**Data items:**
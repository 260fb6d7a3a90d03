use crate::filter::{filter_rows, RowFilter};
use crate::frame::DataFrame;
use crate::nested::process_nested_rows;
use crate::options::TableOptions;
use crate::paginate::{Page, PageSize, Paginator};
use crate::rows::{materialize, TableRow};
use crate::sort::{sort_rows, SortColumn};
use crate::types::{resolve_column_types, ColumnTypes};
use std::fmt;
use std::sync::Arc;

/// A shareable row filter.
pub type SharedRowFilter = Arc<dyn RowFilter + Send + Sync>;

/// Memoized materialize → filter → sort → paginate pipeline over one frame.
///
/// Each stage is cached and only recomputed when one of its inputs changes. Nested rows stay
/// directly after their parents through filtering and sorting.
pub struct TableView {
    frame: Arc<DataFrame>,
    sort_columns: Vec<SortColumn>,
    filter: Option<SharedRowFilter>,
    /// `None` shows every row on a single page.
    page_size: Option<PageSize>,
    paginator: Paginator,

    materialized: Option<Vec<TableRow>>,
    column_types: Option<ColumnTypes>,
    filtered: Option<Vec<TableRow>>,
    sorted: Option<Vec<TableRow>>,
}

impl fmt::Debug for TableView {
    fn fmt(&self, f: &mut fmt::Formatter<'_>) -> fmt::Result {
        f.debug_struct("TableView")
            .field("rows", &self.frame.len())
            .field("sort_columns", &self.sort_columns)
            .field("filtered", &self.filter.is_some())
            .field("page_size", &self.page_size)
            .field("paginator", &self.paginator)
            .finish_non_exhaustive()
    }
}

impl TableView {
    pub fn new(frame: Arc<DataFrame>) -> Self {
        Self {
            frame,
            sort_columns: Vec::new(),
            filter: None,
            page_size: None,
            paginator: Paginator::new(),
            materialized: None,
            column_types: None,
            filtered: None,
            sorted: None,
        }
    }

    pub fn frame(&self) -> &Arc<DataFrame> {
        &self.frame
    }

    /// Replaces the frame. The current page is kept and clamped on the next [`TableView::page`].
    pub fn set_frame(&mut self, frame: Arc<DataFrame>) {
        if Arc::ptr_eq(&self.frame, &frame) {
            return;
        }
        log::trace!("table frame replaced; recomputing all stages");
        self.frame = frame;
        self.materialized = None;
        self.column_types = None;
        self.filtered = None;
        self.sorted = None;
    }

    pub fn sort_columns(&self) -> &[SortColumn] {
        &self.sort_columns
    }

    pub fn set_sort_columns(&mut self, sort_columns: Vec<SortColumn>) {
        if self.sort_columns == sort_columns {
            return;
        }
        self.sort_columns = sort_columns;
        self.sorted = None;
    }

    pub fn set_filter(&mut self, filter: Option<SharedRowFilter>) {
        self.filter = filter;
        self.filtered = None;
        self.sorted = None;
    }

    pub fn set_page_size(&mut self, page_size: Option<PageSize>) {
        self.page_size = page_size;
    }

    /// Applies the sort and pagination settings of the panel options.
    pub fn apply_options(&mut self, options: &TableOptions, available_height: usize) {
        self.set_sort_columns(options.sort_columns());
        self.set_page_size(options.page_size(available_height));
    }

    pub fn column_types(&mut self) -> &ColumnTypes {
        let frame = &self.frame;
        self.column_types
            .get_or_insert_with(|| resolve_column_types(&frame.fields))
    }

    /// The filtered, sorted rows across all pages.
    pub fn rows(&mut self) -> &[TableRow] {
        self.ensure_sorted();
        self.sorted.as_deref().unwrap_or_default()
    }

    pub fn current_page(&self) -> usize {
        self.paginator.current_page()
    }

    /// Moves to `requested`, clamped to the pages of the current rows.
    pub fn navigate(&mut self, requested: usize) -> usize {
        self.ensure_sorted();
        let rows = self.sorted.as_deref().unwrap_or_default();
        let rows_per_page = self.effective_page_size(rows).resolve(rows);
        let num_pages = rows.len().div_ceil(rows_per_page);
        self.paginator.navigate_within(requested, num_pages)
    }

    /// The visible page, clamping the current page if the row set shrank.
    pub fn page(&mut self) -> Page<'_> {
        self.ensure_sorted();
        let rows = self.sorted.as_deref().unwrap_or_default();
        let page_size = self.effective_page_size(rows);
        self.paginator.page(rows, &page_size)
    }

    fn effective_page_size(&self, rows: &[TableRow]) -> PageSize {
        match &self.page_size {
            Some(size) => size.clone(),
            None => PageSize::Fixed(rows.len()),
        }
    }

    fn ensure_sorted(&mut self) {
        if self.sorted.is_some() {
            return;
        }

        let frame = &self.frame;
        let materialized: &[TableRow] = self.materialized.get_or_insert_with(|| {
            log::trace!("materializing {} rows", frame.len());
            materialize(frame)
        });

        let filter = &self.filter;
        let filtered: &[TableRow] = self.filtered.get_or_insert_with(|| match filter {
            Some(filter) => process_nested_rows(materialized, |parents| {
                filter_rows(parents, filter.as_ref())
            }),
            None => materialized.to_vec(),
        });

        let column_types: &ColumnTypes = self
            .column_types
            .get_or_insert_with(|| resolve_column_types(&frame.fields));

        let sorted = process_nested_rows(filtered, |parents| {
            sort_rows(parents, &frame.fields, &self.sort_columns, Some(column_types))
        });
        self.sorted = Some(sorted);
    }
}

#[cfg(test)]
mod tests {
    use super::*;
    use crate::filter::ValueFilter;
    use crate::frame::Field;

    use pretty_assertions::assert_eq;

    fn frame() -> Arc<DataFrame> {
        Arc::new(
            DataFrame::new(vec![
                Field::string("host", ["e", "d", "c", "b", "a"]),
                Field::number("cpu", [5.0, 4.0, 3.0, 2.0, 1.0]),
            ])
            .unwrap(),
        )
    }

    fn indices(rows: &[TableRow]) -> Vec<usize> {
        rows.iter().map(TableRow::index).collect()
    }

    #[test]
    fn unpaginated_view_shows_everything_on_one_page() {
        let mut view = TableView::new(frame());
        let page = view.page();
        assert_eq!(page.num_pages, 1);
        assert_eq!(indices(page.rows), vec![0, 1, 2, 3, 4]);
    }

    #[test]
    fn sorts_then_paginates() {
        let mut view = TableView::new(frame());
        view.set_sort_columns(vec![SortColumn::ascending("cpu")]);
        view.set_page_size(Some(PageSize::Fixed(2)));

        assert_eq!(view.navigate(2), 2);
        assert_eq!(indices(view.page().rows), vec![2, 1]);
        assert_eq!(view.navigate(1), 1);
        assert_eq!(indices(view.page().rows), vec![4, 3]);
        assert_eq!(view.navigate(7), 3);
        assert_eq!(indices(view.page().rows), vec![0]);
    }

    #[test]
    fn navigation_sees_rows_of_a_larger_frame() {
        let single = Arc::new(DataFrame::new(vec![Field::number("cpu", [1.0])]).unwrap());
        let mut view = TableView::new(single);
        view.set_page_size(Some(PageSize::Fixed(2)));
        assert_eq!(view.page().num_pages, 1);

        let six = Arc::new(
            DataFrame::new(vec![Field::number("cpu", [1.0, 2.0, 3.0, 4.0, 5.0, 6.0])]).unwrap(),
        );
        view.set_frame(six);
        assert_eq!(view.navigate(3), 3);
        let page = view.page();
        assert_eq!(page.clamped_page, 3);
        assert_eq!(indices(page.rows), vec![4, 5]);
    }

    #[test]
    fn navigation_sees_a_widened_filter() {
        let mut view = TableView::new(frame());
        view.set_page_size(Some(PageSize::Fixed(2)));
        view.set_filter(Some(Arc::new(ValueFilter::new().with_values("host", ["a"]))));
        assert_eq!(view.page().num_pages, 1);

        view.set_filter(None);
        assert_eq!(view.navigate(3), 3);
        assert_eq!(indices(view.page().rows), vec![4]);
    }

    #[test]
    fn filter_shrink_clamps_current_page() {
        let mut view = TableView::new(frame());
        view.set_page_size(Some(PageSize::Fixed(2)));
        view.page();
        view.navigate(3);
        assert_eq!(indices(view.page().rows), vec![4]);

        let filter = ValueFilter::new().with_values("host", ["a", "b"]);
        view.set_filter(Some(Arc::new(filter)));
        let page = view.page();
        assert_eq!(page.num_pages, 1);
        assert_eq!(page.clamped_page, 1);
        assert_eq!(indices(page.rows), vec![3, 4]);
        assert_eq!(view.current_page(), 1);
    }

    #[test]
    fn replacing_the_frame_recomputes_rows() {
        let mut view = TableView::new(frame());
        assert_eq!(view.rows().len(), 5);

        let smaller = Arc::new(DataFrame::new(vec![Field::number("cpu", [1.0])]).unwrap());
        view.set_frame(smaller);
        assert_eq!(view.rows().len(), 1);
        assert_eq!(view.column_types().len(), 1);
    }

    #[test]
    fn options_drive_sort_and_page_size() {
        let options = TableOptions::from_json(
            r#"{"sortBy":[{"displayName":"host"}],"enablePagination":true,"rowsPerPage":3}"#,
        )
        .unwrap();
        let mut view = TableView::new(frame());
        view.apply_options(&options, 0);

        let page = view.page();
        assert_eq!(page.num_pages, 2);
        assert_eq!(indices(page.rows), vec![4, 3, 2]);
    }
}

**YOUR TASK:** Filter the entries above and return only the lines holding "fields".

**EXERCISE RESPONSE:**
            .get_or_insert_with(|| resolve_column_types(&frame.fields))
            .get_or_insert_with(|| resolve_column_types(&frame.fields));
            sort_rows(parents, &frame.fields, &self.sort_columns, Some(column_types))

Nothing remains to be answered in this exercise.